The company invested via the company investment entities in Mainland China to invest in Shenzhen PixinLED Technology Co.,Ltd. Except for the investment via the holding companies in Mainland China, other investments shall not be approved by Investment Commission of the Ministry of Economic Affairs.
Note D: In accordance with “Rules Governing Applications for Investment or Technical Cooperation in Mainland China”, the Company has obtained the certificate of being qualified for operating headquarters, issued by the Industrial Development Bureau of the Ministry of Economic Affairs, the ceiling amount of the investment in Mainland China is not applicable to the Company.

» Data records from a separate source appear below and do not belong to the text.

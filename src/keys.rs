use std::hash::{BuildHasher, BuildHasherDefault, Hash};

/// Unseeded `ahash` builder, every instance hashes a value to the same key
pub type AHasherDefaultBuilder = BuildHasherDefault<ahash::AHasher>;
/// Randomly seeded `ahash` builder, keys are only comparable within one builder
pub type AHasherBuilder = ahash::RandomState;

/// Unseeded `SipHasher13` builder
#[cfg(feature = "siphash")]
pub type SipHasher13DefaultBuilder = BuildHasherDefault<siphasher::sip::SipHasher13>;

/// Reduces a value to the 64 bit key the layered sketches operate on, using
/// [`AHasherDefaultBuilder`].
#[inline]
#[must_use]
pub fn hash_key<V: Hash + ?Sized>(value: &V) -> u64 {
    hash_key_with(&AHasherDefaultBuilder::default(), value)
}

/// Reduces a value to a 64 bit key with the given hasher builder.
#[inline]
#[must_use]
pub fn hash_key_with<B: BuildHasher, V: Hash + ?Sized>(builder: &B, value: &V) -> u64 {
    builder.hash_one(value)
}
use super::{HyperTwoBits, MAX_PRECISION, MIN_PRECISION};

use std::hash::RandomState;

use hyperloglogplus::{HyperLogLog as _, HyperLogLogPlus};
use rand::{rngs::SmallRng, RngCore, SeedableRng};

#[test]
fn register_layout() {
    assert_eq!(HyperTwoBits::new(6).unwrap().registers.len(), 1);
    assert_eq!(HyperTwoBits::new(11).unwrap().registers.len(), 32);
    assert_eq!(HyperTwoBits::new(16).unwrap().registers.len(), 1024);
}

#[test]
fn rejects_out_of_range_precision() {
    assert!(HyperTwoBits::new(MIN_PRECISION - 1).is_err());
    assert!(HyperTwoBits::new(MAX_PRECISION + 1).is_err());
}

#[test]
fn val_and_set() {
    let mut htb = HyperTwoBits::new(7).unwrap();
    htb.set(3, 2);
    htb.set(100, 3);
    assert_eq!(htb.val(3), 2);
    assert_eq!(htb.val(100), 3);
    assert_eq!(htb.val(4), 0);
    assert_eq!(htb.active(), 2);
    // 3 -> 2, 2 -> 1, both stay active
    assert_eq!(htb.decrement(), 2);
    assert_eq!(htb.val(3), 1);
    assert_eq!(htb.val(100), 2);
    assert_eq!(htb.decrement(), 1);
    assert_eq!(htb.val(3), 0);
}

#[test]
fn clear_resets() {
    let mut htb = HyperTwoBits::new(8).unwrap();
    for key in 0..10_000_u64 {
        htb.insert(&key);
    }
    assert!(htb.count() > 0);
    htb.clear();
    assert_eq!(htb.count(), 0);
    assert_eq!(htb, HyperTwoBits::new(8).unwrap());
}

#[allow(
    clippy::cast_precision_loss,
    clippy::cast_sign_loss,
    clippy::cast_possible_truncation
)]
fn run(precision: u8, seed: u64, delta: f64, n: usize) {
    let mut htb = HyperTwoBits::new(precision).unwrap();
    let mut htb_a = HyperTwoBits::new(precision).unwrap();
    let mut htb_b = HyperTwoBits::new(precision).unwrap();
    let mut hll: HyperLogLogPlus<u64, RandomState> =
        HyperLogLogPlus::new(16, RandomState::new()).unwrap();

    let mut rng = SmallRng::seed_from_u64(seed);
    for i in 0..n {
        let key = rng.next_u64();
        if i % 2 == 0 {
            htb_a.insert_hash(key);
        } else {
            htb_b.insert_hash(key);
        }
        htb.insert_hash(key);
        // duplicates must not move the estimate
        htb.insert_hash(key);
        hll.insert(&key);
    }

    htb_a.merge(&htb_b);

    // random 64 bit keys, collisions are negligible at these sizes
    let count = n as f64;
    let delta_hll = (count - hll.count()).abs() / count;
    let delta_htb = (count - htb.count() as f64).abs() / count;
    let delta_htbm = (count - htb_a.count() as f64).abs() / count;

    let diff_htb = delta_htb - delta_hll;
    let diff_htbm = delta_htbm - delta_hll;

    assert!(
        diff_htb < delta,
        "Delta between HLL+ and HTB is too high: {diff_htb}\nCount: {count}\nHLL+:  {}\nHTB:   {}",
        hll.count() as u64,
        htb.count()
    );
    // merging is less precise, allow twice the delta
    assert!(
        diff_htbm < delta * 2.0,
        "Delta between HLL+ and HTB(merged) is too high: {diff_htbm}\nCount: {count}\nHLL+:  {}\nHTB:   {}",
        hll.count() as u64,
        htb_a.count()
    );
}

#[test]
fn accuracy_1_000() {
    run(11, 1, 0.13, 1_000);
}
#[test]
fn accuracy_10_000() {
    run(11, 2, 0.1, 10_000);
}
#[test]
fn accuracy_100_000() {
    run(11, 3, 0.1, 100_000);
}

#[test]
fn merge_is_commutative_for_equal_thresholds() {
    let mut a = HyperTwoBits::new(9).unwrap();
    let mut b = HyperTwoBits::new(9).unwrap();
    for key in 0..200_u64 {
        a.insert(&key);
        b.insert(&(key + 1_000));
    }
    let mut ab = a.clone();
    ab.merge(&b);
    let mut ba = b.clone();
    ba.merge(&a);
    assert_eq!(ab, ba);
}

#[test]
#[should_panic(expected = "precisions must be the same")]
fn merge_rejects_mismatched_precision() {
    let mut a = HyperTwoBits::new(8).unwrap();
    let b = HyperTwoBits::new(9).unwrap();
    a.merge(&b);
}

#[test]
fn merge_that_fills_every_substream_advances_the_threshold() {
    let mut a = HyperTwoBits::new(6).unwrap();
    let mut b = HyperTwoBits::new(6).unwrap();
    for stream in 0..62 {
        a.set(stream, 1);
        b.set(stream + 2, 1);
    }
    a.count = a.active();
    b.count = b.active();
    assert!(a.count < a.threshold(HyperTwoBits::ALPHA));

    a.merge(&b);
    assert_eq!(a.t, 5);
    assert!(a.count < a.threshold(HyperTwoBits::ALPHA));
    assert_ne!(a.count(), u64::MAX);
}

#[test]
fn merged_small_estimators_stay_finite() {
    for seed in 0..500 {
        let mut rng = SmallRng::seed_from_u64(seed);
        let mut a = HyperTwoBits::new(6).unwrap();
        let mut b = HyperTwoBits::new(6).unwrap();
        for _ in 0..20 + rng.next_u64() % 300 {
            a.insert_hash(rng.next_u64());
        }
        for _ in 0..20 + rng.next_u64() % 300 {
            b.insert_hash(rng.next_u64());
        }
        a.merge(&b);
        assert!(
            a.count < a.threshold(HyperTwoBits::ALPHA),
            "seed {seed} left {} of {} substreams active",
            a.count,
            a.streams()
        );
        assert_ne!(a.count(), u64::MAX, "seed {seed}");
    }
}
use crate::Result;

/// A binary membership filter that can serve as one layer of a
/// [`CountingLayerFilter`](crate::CountingLayerFilter).
///
/// Implementations must never report a false negative.
pub trait MembershipFilter: Sized {
    /// Builds an empty filter with `2^log2_size` bits, `hash_count` probes per
    /// key and probe positions derived from `seed`.
    ///
    /// # Errors
    /// If the parameters are outside the range the filter supports.
    fn with_params(log2_size: u8, hash_count: u32, seed: u64) -> Result<Self>;
    /// Adds a key
    fn insert_hash(&mut self, key: u64);
    /// Returns `false` only if `key` was never added
    fn may_contain(&self, key: u64) -> bool;
    /// Removes all keys, keeping the parameters
    fn clear(&mut self);
    /// Changes the filter size to `2^log2_size` bits, dropping all keys.
    ///
    /// Whether a size is accepted must depend on `log2_size` alone, so that
    /// filters built with the same parameters agree on it.
    ///
    /// # Errors
    /// If `log2_size` is outside the supported range, the filter is left untouched.
    fn resize(&mut self, log2_size: u8) -> Result<()>;
    /// Base-2 logarithm of the number of bits
    fn log2_size(&self) -> u8;
    /// Number of probes per key
    fn hash_count(&self) -> u32;
    /// Number of bits
    fn size_bits(&self) -> u64 {
        1 << self.log2_size()
    }
}

/// A mergeable cardinality estimator that can serve as one layer of a
/// [`DecayingLayerSketch`](crate::DecayingLayerSketch).
///
/// `merge` must be associative and commutative, so merging two estimators
/// approximates one that saw both streams.
pub trait CardinalityEstimator: Sized {
    /// Construction arguments, forwarded unchanged to every layer
    type Config: Clone;
    /// Builds an empty estimator.
    ///
    /// # Errors
    /// If the configuration is invalid.
    fn with_config(config: &Self::Config) -> Result<Self>;
    /// Adds a key
    fn insert_hash(&mut self, key: u64);
    /// Folds `other` into `self`
    fn merge(&mut self, other: &Self);
    /// Estimated number of distinct keys
    fn count(&self) -> u64;
    /// Whether `other` was built with a configuration `self` can merge with
    fn is_compatible(&self, _other: &Self) -> bool {
        true
    }
}

/// An ordered stack of homogeneous sub-sketches.
///
/// Layer 0 is the shallowest. The stack owns every layer, and every layer is
/// built with the same structural parameters.
#[derive(Debug, Clone, PartialEq, Eq)]
pub struct LayerStack<T> {
    layers: Vec<T>,
}

impl<T> LayerStack<T> {
    /// Builds `len` layers, calling `build` once per layer index
    ///
    /// # Errors
    /// Propagates the first error returned by `build`.
    pub fn try_from_fn(len: usize, mut build: impl FnMut(usize) -> Result<T>) -> Result<Self> {
        let mut layers = Vec::with_capacity(len);
        for i in 0..len {
            layers.push(build(i)?);
        }
        Ok(Self { layers })
    }

    /// Number of layers
    #[must_use]
    pub fn len(&self) -> usize {
        self.layers.len()
    }

    /// `true` if the stack holds no layers, which the owning sketches never allow
    #[must_use]
    pub fn is_empty(&self) -> bool {
        self.layers.is_empty()
    }

    /// The shallowest layer
    #[must_use]
    pub fn first(&self) -> Option<&T> {
        self.layers.first()
    }

    /// Layer at `depth`
    #[must_use]
    pub fn get(&self, depth: usize) -> Option<&T> {
        self.layers.get(depth)
    }

    /// Mutable layer at `depth`
    pub fn get_mut(&mut self, depth: usize) -> Option<&mut T> {
        self.layers.get_mut(depth)
    }

    /// Layers from shallowest to deepest
    pub fn iter(&self) -> std::slice::Iter<'_, T> {
        self.layers.iter()
    }

    /// Mutable layers from shallowest to deepest
    pub fn iter_mut(&mut self) -> std::slice::IterMut<'_, T> {
        self.layers.iter_mut()
    }

    /// All layers as a slice
    #[must_use]
    pub fn as_slice(&self) -> &[T] {
        &self.layers
    }

    /// Appends layers built by `build` until the stack holds `len` layers.
    /// Never removes layers.
    ///
    /// # Errors
    /// Propagates the first error returned by `build`, layers built before it
    /// are kept.
    pub fn grow_to(&mut self, len: usize, mut build: impl FnMut(usize) -> Result<T>) -> Result<()> {
        self.layers.reserve(len.saturating_sub(self.layers.len()));
        while self.layers.len() < len {
            let layer = build(self.layers.len())?;
            self.layers.push(layer);
        }
        Ok(())
    }
}

impl<T: MembershipFilter> LayerStack<T> {
    /// Number of consecutive layers, starting at layer 0, that may contain `key`
    #[inline]
    pub fn depth_of(&self, key: u64) -> usize {
        self.depth_from(0, key)
    }

    /// Index of the first layer at or after `start` that does not contain `key`,
    /// or `len()` if all of them do
    #[inline]
    pub fn depth_from(&self, start: usize, key: u64) -> usize {
        self.layers[start..]
            .iter()
            .position(|layer| !layer.may_contain(key))
            .map_or(self.layers.len(), |offset| start + offset)
    }

    /// Clears every layer in place
    pub fn clear(&mut self) {
        for layer in &mut self.layers {
            layer.clear();
        }
    }
}

impl<T: CardinalityEstimator> LayerStack<T> {
    /// Merges `other` layer by layer. Callers check that the lengths match.
    pub(crate) fn merge_layers(&mut self, other: &Self) {
        debug_assert_eq!(self.len(), other.len());
        for (a, b) in self.layers.iter_mut().zip(other.layers.iter()) {
            a.merge(b);
        }
    }
}

impl<T> std::ops::Index<usize> for LayerStack<T> {
    type Output = T;

    #[inline]
    fn index(&self, depth: usize) -> &T {
        &self.layers[depth]
    }
}

impl<T> std::ops::IndexMut<usize> for LayerStack<T> {
    #[inline]
    fn index_mut(&mut self, depth: usize) -> &mut T {
        &mut self.layers[depth]
    }
}

impl<'a, T> IntoIterator for &'a LayerStack<T> {
    type Item = &'a T;
    type IntoIter = std::slice::Iter<'a, T>;

    fn into_iter(self) -> Self::IntoIter {
        self.iter()
    }
}

#[cfg(test)]
mod tests {
    use super::*;
    use crate::BloomFilter;

    fn stack(len: usize) -> LayerStack<BloomFilter> {
        LayerStack::try_from_fn(len, |i| BloomFilter::with_params(12, 2, i as u64)).unwrap()
    }

    #[test]
    fn depth_counts_leading_layers() {
        let mut s = stack(4);
        assert_eq!(s.depth_of(7), 0);
        s[0].insert_hash(7);
        s[1].insert_hash(7);
        // a gap stops the scan even if deeper layers hold the key
        s[3].insert_hash(7);
        assert_eq!(s.depth_of(7), 2);
        assert_eq!(s.depth_from(1, 7), 2);
        s[2].insert_hash(7);
        assert_eq!(s.depth_of(7), 4);
    }

    #[test]
    fn grow_never_shrinks() {
        let mut s = stack(3);
        s.grow_to(2, |i| BloomFilter::with_params(12, 2, i as u64)).unwrap();
        assert_eq!(s.len(), 3);
        s.grow_to(5, |i| BloomFilter::with_params(12, 2, i as u64)).unwrap();
        assert_eq!(s.len(), 5);
    }

    #[test]
    fn build_errors_propagate() {
        let r = LayerStack::try_from_fn(3, |i| BloomFilter::with_params(if i == 2 { 0 } else { 12 }, 2, 0));
        assert!(r.is_err());
    }
}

Ⅰ. The amount approved by the Investment Commission of Ministry of Economic Affairs (MOEA) is USD 10,000 thousand, Amlink (Shanghai) Ltd. has finished liquidation in December 2019 but has not yet applied for the cancellation of investment with the Investment Commission of MOEA.
II. The amount approved by the Investment Commission of Ministry of Economic Affairs (MOEA) is USD 34,676 thousand, Interface Technology (ChengDu) Co., Ltd. disposed the equity interest held in its parent company, General Interface Solution (GIS) Holding Limited, on the open market but has not yet applied for the cancellation of investment with the Investment Commission of MOEA.
III. The Group adjusted the investment structure in the fourth quarter of 2020. InnoCare Optoelectronics Corporation acquired 100% of shares in Ningbo Innolux Electronics Ltd. The investment amount of InnoCare Optoelectronics Corporation
to Ningbo Innolux Electronics Ltd. approved by the Investment Commission of Ministry of Economic Affairs (MOEA) is USD 3,172 thousand. However, as of December 31, 2020, the investment amount has not yet been remitted.